⟨

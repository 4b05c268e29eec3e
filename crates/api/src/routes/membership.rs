//! Membership and plan endpoints

use axum::{
    extract::{Path, State},
    Json,
};
use quillcheck_billing::SubscribeOutcome;
use quillcheck_shared::{MemberPlan, Membership, PayType};
use serde::Deserialize;
use uuid::Uuid;

use crate::error::{ApiError, ApiResult};
use crate::state::AppState;

fn default_duration() -> i32 {
    1
}

#[derive(Deserialize)]
pub struct SubscribeRequest {
    pub user_id: Uuid,
    pub plan_id: Uuid,
    pub pay_type: PayType,
    #[serde(default = "default_duration")]
    pub duration: i32,
    #[serde(default)]
    pub auto_renew: bool,
}

/// Create a subscription order and return the payment URL
pub async fn subscribe(
    State(state): State<AppState>,
    Json(payload): Json<SubscribeRequest>,
) -> ApiResult<Json<SubscribeOutcome>> {
    let outcome = state
        .membership
        .subscribe(
            payload.user_id,
            payload.plan_id,
            payload.pay_type,
            payload.duration,
            payload.auto_renew,
        )
        .await?;
    Ok(Json(outcome))
}

#[derive(Deserialize)]
pub struct UpgradeRequest {
    pub user_id: Uuid,
    pub plan_id: Uuid,
    pub pay_type: PayType,
}

/// Create a prorated upgrade order and return the payment URL
pub async fn upgrade(
    State(state): State<AppState>,
    Json(payload): Json<UpgradeRequest>,
) -> ApiResult<Json<SubscribeOutcome>> {
    let outcome = state
        .membership
        .create_upgrade_order(payload.user_id, payload.plan_id, payload.pay_type)
        .await?;
    Ok(Json(outcome))
}

/// The user's membership, if any
pub async fn membership(
    State(state): State<AppState>,
    Path(user_id): Path<Uuid>,
) -> ApiResult<Json<Membership>> {
    let membership = state
        .membership
        .membership(user_id)
        .await?
        .ok_or_else(|| ApiError::NotFound(format!("no membership for user {}", user_id)))?;
    Ok(Json(membership))
}

/// Purchasable plans
pub async fn plans(State(state): State<AppState>) -> ApiResult<Json<Vec<MemberPlan>>> {
    let plans = state.catalog.active_plans().await?;
    Ok(Json(plans))
}
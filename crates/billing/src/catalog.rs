//! Plan catalog lookups, read-only to the billing core

use quillcheck_shared::MemberPlan;
use sqlx::PgPool;
use uuid::Uuid;

use crate::error::BillingResult;

const PLAN_COLUMNS: &str = "id, name, level, period_type, price_cents, detection_quota, \
                            rewrite_quota, active, created_at";

#[derive(Clone)]
pub struct PlanCatalog {
    pool: PgPool,
}

impl PlanCatalog {
    pub fn new(pool: PgPool) -> Self {
        Self { pool }
    }

    pub async fn plan(&self, id: Uuid) -> BillingResult<Option<MemberPlan>> {
        let plan = sqlx::query_as(&format!(
            "SELECT {PLAN_COLUMNS} FROM member_plans WHERE id = $1"
        ))
        .bind(id)
        .fetch_optional(&self.pool)
        .await?;
        Ok(plan)
    }

    /// Purchasable plans ordered by period type and tier
    pub async fn active_plans(&self) -> BillingResult<Vec<MemberPlan>> {
        let plans = sqlx::query_as(&format!(
            "SELECT {PLAN_COLUMNS} FROM member_plans
             WHERE active = true ORDER BY period_type, level"
        ))
        .fetch_all(&self.pool)
        .await?;
        Ok(plans)
    }
}
//! Payment endpoints
//!
//! The gateway callback replies with a literal `success`/`fail` body, which
//! is the gateway's retry protocol: `fail` makes it redeliver, `success`
//! stops redelivery. A failed trade still answers `success` because the
//! outcome was recorded; only errors on our side ask for a retry.

use axum::{
    extract::{Path, State},
    http::StatusCode,
    Json,
};
use quillcheck_billing::{BillingError, GatewayCallback, PaymentStatus, ReconciliationResult};
use serde::Deserialize;
use uuid::Uuid;

use crate::error::ApiResult;
use crate::state::AppState;

/// Asynchronous payment notification from the gateway
pub async fn callback(
    State(state): State<AppState>,
    Json(payload): Json<GatewayCallback>,
) -> (StatusCode, &'static str) {
    match state.reconciler.handle_callback(&payload).await {
        Ok(result) => {
            tracing::debug!(order_no = %payload.order_id, result = ?result, "callback handled");
            (StatusCode::OK, "success")
        }
        Err(BillingError::InvalidSignature) => (StatusCode::UNAUTHORIZED, "fail"),
        Err(e) => {
            tracing::error!(order_no = %payload.order_id, error = %e, "callback failed");
            (StatusCode::INTERNAL_SERVER_ERROR, "fail")
        }
    }
}

#[derive(Deserialize)]
pub struct CompleteRequest {
    pub order_id: Uuid,
}

/// Manual payment completion for test environments and support operations
pub async fn complete(
    State(state): State<AppState>,
    Json(payload): Json<CompleteRequest>,
) -> ApiResult<Json<ReconciliationResult>> {
    let result = state.reconciler.complete_payment(payload.order_id).await?;
    Ok(Json(result))
}

/// Payment status for polling clients
pub async fn status(
    State(state): State<AppState>,
    Path(order_no): Path<String>,
) -> ApiResult<Json<PaymentStatus>> {
    let status = state.reconciler.payment_status(&order_no).await?;
    Ok(Json(status))
}
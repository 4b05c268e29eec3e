//! API routes

pub mod health;
pub mod membership;
pub mod orders;
pub mod payment;
pub mod quota;

use axum::{
    routing::{get, post},
    Router,
};
use tower_http::{cors::CorsLayer, trace::TraceLayer};

use crate::state::AppState;

/// Create all API routes
pub fn create_router(state: AppState) -> Router {
    let health_routes = Router::new()
        .route("/health", get(health::health))
        .route("/health/live", get(health::liveness))
        .route("/health/ready", get(health::readiness));

    let api_routes = Router::new()
        .route("/quota/consume", post(quota::consume))
        .route("/quota/:user_id", get(quota::balances))
        .route("/quota/:user_id/records", get(quota::records))
        .route("/membership/subscribe", post(membership::subscribe))
        .route("/membership/upgrade", post(membership::upgrade))
        .route("/membership/:user_id", get(membership::membership))
        .route("/plans", get(membership::plans))
        .route("/payment/callback", post(payment::callback))
        .route("/payment/complete", post(payment::complete))
        .route("/payment/status/:order_no", get(payment::status))
        .route("/orders/:order_id", get(orders::get))
        .route("/orders/:order_id/cancel", post(orders::cancel))
        .route("/orders/:order_id/refund", post(orders::refund));

    Router::new()
        .merge(health_routes)
        .nest("/api", api_routes)
        .layer(TraceLayer::new_for_http())
        .layer(CorsLayer::permissive())
        .with_state(state)
}
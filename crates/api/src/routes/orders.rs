//! Order administration endpoints

use axum::{
    extract::{Path, State},
    Json,
};
use quillcheck_shared::{EffectiveOrderStatus, Order};
use serde::Serialize;
use time::OffsetDateTime;
use uuid::Uuid;

use crate::error::{ApiError, ApiResult};
use crate::state::AppState;

#[derive(Serialize)]
pub struct OrderResponse {
    #[serde(flatten)]
    pub order: Order,
    pub effective_status: EffectiveOrderStatus,
}

impl From<Order> for OrderResponse {
    fn from(order: Order) -> Self {
        let effective_status = order.effective_status(OffsetDateTime::now_utc());
        Self {
            order,
            effective_status,
        }
    }
}

/// Fetch an order by id
pub async fn get(
    State(state): State<AppState>,
    Path(order_id): Path<Uuid>,
) -> ApiResult<Json<OrderResponse>> {
    let order = state
        .orders
        .by_id(order_id)
        .await?
        .ok_or_else(|| ApiError::NotFound(format!("order {} not found", order_id)))?;
    Ok(Json(order.into()))
}

/// Cancel a pending order
pub async fn cancel(
    State(state): State<AppState>,
    Path(order_id): Path<Uuid>,
) -> ApiResult<Json<OrderResponse>> {
    let order = state.orders.cancel(order_id).await?;
    Ok(Json(order.into()))
}

/// Refund a paid order
pub async fn refund(
    State(state): State<AppState>,
    Path(order_id): Path<Uuid>,
) -> ApiResult<Json<OrderResponse>> {
    let order = state.orders.refund(order_id).await?;
    Ok(Json(order.into()))
}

⟩

■ Work order
Tally the lines of the records that contain the word "tracing" and state the total alone.

■ Solution to the problem
2